Television interviews with football professionals have been a guarantee for fantastic bon mots for countless years and with constant frequency. Even late Thursday evening. “We are always very self-critical of ourselves,” said Marco Reus after winning the cup ARD. If you consider the Borussia Dortmund team’s inability to learn, whose specialty has become to stand in their own way, especially against individually weaker teams, you don’t really believe the BVB captain’s statement.
But what Reus is known for, as it is confirmed by everyone who knows him well: He is really very self-critical – in the true sense of the word. And so he will not have dismissed the harsh reviews he had to endure in the course of the current season as nonsense.
In 2020 Reus, who had suffered from countless injuries in his long career, was absent again for half a year. When he came back, he ran after the deficit for a long time and the team with their inconsistent performances did not help him to get back into a reasonable rhythm. You get it faster with a sense of achievement, because then you add a footballing lightness – and that is exactly what BVB lacked for large parts of the season.

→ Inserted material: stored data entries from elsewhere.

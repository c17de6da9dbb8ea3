use std::path::PathBuf;

use thiserror::Error;
use tracing::debug;

/// Default listen port
pub const DEFAULT_PORT: u16 = 3000;

/// Default value of `APP_ENV`
pub const DEFAULT_ENVIRONMENT: &str = "development";

/// Configuration errors
#[derive(Debug, Error, PartialEq)]
pub enum ConfigError {
    #[error("PORT is not a valid port number: {0}")]
    InvalidPort(String),
}

/// Server configuration read from the environment
#[derive(Debug, Clone, PartialEq)]
pub struct AppConfig {
    /// Listen port
    pub port: u16,
    /// JSON reference file; `None` uses the bundled tables
    pub reference_data_path: Option<PathBuf>,
    /// Deployment environment reported by the health check
    pub environment: String,
}

impl Default for AppConfig {
    fn default() -> Self {
        Self {
            port: DEFAULT_PORT,
            reference_data_path: None,
            environment: DEFAULT_ENVIRONMENT.to_string(),
        }
    }
}

impl AppConfig {
    /// Read the configuration from process environment variables
    pub fn from_env() -> Result<Self, ConfigError> {
        Self::from_lookup(|key| std::env::var(key).ok())
    }

    /// Read the configuration through a variable lookup
    pub fn from_lookup<F>(lookup: F) -> Result<Self, ConfigError>
    where
        F: Fn(&str) -> Option<String>,
    {
        let port = match lookup("PORT") {
            Some(value) => value
                .trim()
                .parse::<u16>()
                .map_err(|_| ConfigError::InvalidPort(value.clone()))?,
            None => DEFAULT_PORT,
        };

        let reference_data_path = lookup("REFERENCE_DATA_PATH")
            .filter(|value| !value.trim().is_empty())
            .map(PathBuf::from);

        if reference_data_path.is_none() {
            debug!("REFERENCE_DATA_PATH not set - using bundled reference tables.");
        }

        let environment = lookup("APP_ENV").unwrap_or_else(|| DEFAULT_ENVIRONMENT.to_string());

        Ok(Self {
            port,
            reference_data_path,
            environment,
        })
    }
}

She was also missing when Edin Terzic took over as coach from Lucien Favre. Only gradually did it emerge. Basically only when Borussia announced that Marco Rose will be on the sidelines for the coming season. Since that day in mid-February, BVB has scored 2.1 points per game in 18 competitive games.
BVB captain Marco Reus and his “not happy” action
That also applied to Reus personally, who was replaced at the beginning of April ten minutes before the end when the score was 1: 1 for the 20th time in the 38th competitive game and crept off the pitch with a lot of listless. Dortmund’s captain displayed his frustration and did not try to exert any final influence on his teammates. It was behavior that was unacceptable for an experienced player like Reus.

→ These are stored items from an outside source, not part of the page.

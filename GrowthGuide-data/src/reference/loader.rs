use std::collections::HashMap;
use std::path::Path;

use tracing::{debug, info};

use crate::models::{AgeTable, Gender, Metric, ReferenceRow};
use super::errors::ReferenceDataError;
use super::in_memory::InMemoryReferenceStore;
use super::ReferenceTableStore;

/// Reference document compiled into the binary.
///
/// Holds approximate BMI-for-age rows for every month from 0 to 228,
/// interpolated between anchor ages. Deployments that need the published
/// WHO values or height/weight tables point `REFERENCE_DATA_PATH` at their
/// own document.
pub const BUNDLED_REFERENCE_DATA: &str = include_str!("../../data/bmi_for_age_approximate.json");

/// metric → gender → age → row
type ReferenceDocument = HashMap<String, HashMap<String, HashMap<String, ReferenceRow>>>;

/// Load the compiled-in reference document
pub fn load_bundled() -> Result<InMemoryReferenceStore, ReferenceDataError> {
    debug!("Loading bundled reference data");
    load_from_str(BUNDLED_REFERENCE_DATA)
}

/// Load a reference document from disk
pub fn load_from_path(path: impl AsRef<Path>) -> Result<InMemoryReferenceStore, ReferenceDataError> {
    let path = path.as_ref();
    debug!("Loading reference data from {}", path.display());

    let contents = std::fs::read_to_string(path).map_err(|source| ReferenceDataError::Io {
        path: path.display().to_string(),
        source,
    })?;

    load_from_str(&contents)
}

/// Parse a reference document of the shape
/// `{ "<metric>": { "<gender>": { "<age>": { "<label>": value } } } }`
pub fn load_from_str(contents: &str) -> Result<InMemoryReferenceStore, ReferenceDataError> {
    let document: ReferenceDocument = serde_json::from_str(contents)?;
    let mut store = InMemoryReferenceStore::new();

    for (metric_name, genders) in document {
        let metric: Metric = metric_name.parse().map_err(ReferenceDataError::Validation)?;

        for (gender_name, ages) in genders {
            let gender: Gender = gender_name.parse().map_err(ReferenceDataError::Validation)?;
            let mut table = AgeTable::new();

            for (age, row) in ages {
                validate_row(metric, gender, &age, &row)?;
                table.insert(age, row);
            }

            debug!("Loaded {} rows for {}/{}", table.len(), metric, gender);
            store.insert_table(metric, gender, table);
        }
    }

    info!(
        "Reference data loaded: {} tables, {} rows",
        store.available_tables().len(),
        store.row_count()
    );

    Ok(store)
}

fn validate_row(metric: Metric, gender: Gender, age: &str, row: &ReferenceRow) -> Result<(), ReferenceDataError> {
    if row.is_empty() {
        return Err(ReferenceDataError::Validation(format!(
            "{}/{} age {} has no percentile values",
            metric, gender, age
        )));
    }

    if let Some((label, value)) = row.iter().find(|(_, value)| !value.is_finite()) {
        return Err(ReferenceDataError::Validation(format!(
            "{}/{} age {} has a non-finite value for {}: {}",
            metric, gender, age, label, value
        )));
    }

    Ok(())
}

#[cfg(test)]
mod tests {
    use super::*;
    use std::io::Write;

    const SAMPLE: &str = r#"{
        "height": {
            "girl": {
                "0": { "p3": 45.6, "p50": 49.1, "p97": 52.7 }
            }
        },
        "bmi": {
            "boy": {
                "24": { "p50": 16.0, "p3": 14.0 }
            }
        }
    }"#;

    #[test]
    fn test_load_from_str() {
        let store = load_from_str(SAMPLE).unwrap();

        let bmi = store.table(Metric::Bmi, Gender::Boy).unwrap();
        let row = bmi.row_for(24).unwrap();
        assert_eq!(row.get("p50"), Some(16.0));
        assert_eq!(row.len(), 2);

        let height = store.table(Metric::Height, Gender::Girl).unwrap();
        assert!(height.row_for(0).is_some());
        assert!(store.table(Metric::Weight, Gender::Girl).is_none());
    }

    #[test]
    fn test_load_rejects_unknown_metric() {
        let result = load_from_str(r#"{ "length": { "boy": {} } }"#);
        assert!(matches!(result, Err(ReferenceDataError::Validation(_))));
    }

    #[test]
    fn test_load_rejects_unknown_gender() {
        let result = load_from_str(r#"{ "bmi": { "adult": {} } }"#);
        assert!(matches!(result, Err(ReferenceDataError::Validation(_))));
    }

    #[test]
    fn test_load_rejects_empty_row() {
        let result = load_from_str(r#"{ "bmi": { "boy": { "12": {} } } }"#);
        let err = result.unwrap_err();
        assert!(err.to_string().contains("no percentile values"));
    }

    #[test]
    fn test_load_rejects_malformed_json() {
        let result = load_from_str("{ not json");
        assert!(matches!(result, Err(ReferenceDataError::Parse(_))));
    }

    #[test]
    fn test_load_from_path() {
        let mut file = tempfile::NamedTempFile::new().unwrap();
        file.write_all(SAMPLE.as_bytes()).unwrap();

        let store = load_from_path(file.path()).unwrap();
        assert_eq!(store.row_count(), 2);
    }

    #[test]
    fn test_load_from_missing_path() {
        let result = load_from_path("/definitely/not/here.json");
        assert!(matches!(result, Err(ReferenceDataError::Io { .. })));
    }

    #[test]
    fn test_bundled_data_covers_bmi_for_both_genders() {
        let store = load_bundled().unwrap();

        for gender in [Gender::Boy, Gender::Girl] {
            let table = store.table(Metric::Bmi, gender).unwrap();
            for age in [0, 24, 30, 60, 228] {
                let row = table.row_for(age).unwrap();
                assert_eq!(row.len(), 15, "{} age {}", gender, age);
            }
        }
    }

    #[test]
    fn test_bundled_data_has_every_month() {
        let store = load_bundled().unwrap();

        for gender in [Gender::Boy, Gender::Girl] {
            let table = store.table(Metric::Bmi, gender).unwrap();
            assert_eq!(table.len(), 229);

            let missing: Vec<i64> = (0..=228).filter(|age| table.row_for(*age).is_none()).collect();
            assert!(missing.is_empty(), "{} missing ages {:?}", gender, missing);
        }
    }

    #[test]
    fn test_bundled_rows_ascend_in_label_order() {
        let store = load_bundled().unwrap();
        let table = store.table(Metric::Bmi, Gender::Girl).unwrap();

        for age in [1, 37, 100, 227] {
            let values: Vec<f64> = table.row_for(age).unwrap().iter().map(|(_, value)| value).collect();
            assert!(values.windows(2).all(|pair| pair[0] < pair[1]), "age {}", age);
        }
    }
}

Reus then received a lot of legitimate headwind, also from the club. Licensed player boss Sebastian Kehl castigated the action as “not particularly happy”, managing director Hans-Joachim Watzke should not have omitted it in his critical address to the team after the Frankfurt bankruptcy. Kehl said: “We need our captain. He will show that he wants to do better personally after the frustration that is in him.”

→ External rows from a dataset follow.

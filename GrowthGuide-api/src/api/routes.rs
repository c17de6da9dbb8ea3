use axum::{
    routing::{get, post},
    Extension, Router,
};
use std::sync::Arc;
use tower_http::trace::TraceLayer;
use tracing::debug;

use crate::api::handlers::{age, bmi, growth, health, SharedGrowthService};
use crate::api::handlers::health::SharedHealthService;
use crate::api::security::configure_security;
use crate::config::AppConfig;
use crate::openapi::configure_swagger_routes;

/// Create the application router
pub fn create_app(
    growth_service: SharedGrowthService,
    health_service: SharedHealthService,
    config: Arc<AppConfig>,
) -> Router {
    debug!("Creating application router");

    let api_routes = Router::new()
        .route("/bmi/percentile", post(bmi::bmi_percentile))
        .route("/bmi/adult", post(bmi::adult_bmi))
        .route("/growth/percentile", post(growth::growth_percentile))
        .route("/age", get(age::get_age))
        .with_state(growth_service);

    debug!("API routes configured");

    let public_routes = Router::new()
        .route("/health", get(health::health_check))
        .layer(Extension(health_service))
        .layer(Extension(config));

    debug!("Public routes configured");

    let app = Router::new()
        .merge(public_routes)
        .nest("/api/v1", api_routes);

    // Configure the Swagger UI using the helper function
    let app = add_swagger_ui(app);
    debug!("Swagger UI merged");

    let app = configure_security(app).layer(TraceLayer::new_for_http());
    debug!("Security configuration applied");

    health::initialize_server_start_time();
    debug!("Health check service initialized");

    app
}

/// Add Swagger UI to the router
pub fn add_swagger_ui(app: Router) -> Router {
    app.merge(configure_swagger_routes())
}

This is exactly what has now happened: Dortmund converted the great pressure on the boiler into positive energy and has played from a single source ever since. This also applies to Reus, who scored five goals and three assists. Nothing can be seen in him of the lack of liveliness, the lack of speed and the low self-confidence, as was the case before in his longest BVB season.
Now the ease is back again, in the whole team and with a large part of the players, because Reus is not the only one who has recorded an enormous increase in form in the past few weeks. If Watzke has his way, another factor plays a major role at Reus: “If Marco feels a lot of trust, he gets better and better. What he has shown in recent months has been great.” A greeting to Favre can also be read from there.
What always impresses about Reus is the serenity with which he confronts setbacks and form crises, but also the many positive moments in his career. The almost 32-year-old has been in the business for too long, the media excitement has long ceased to impress him.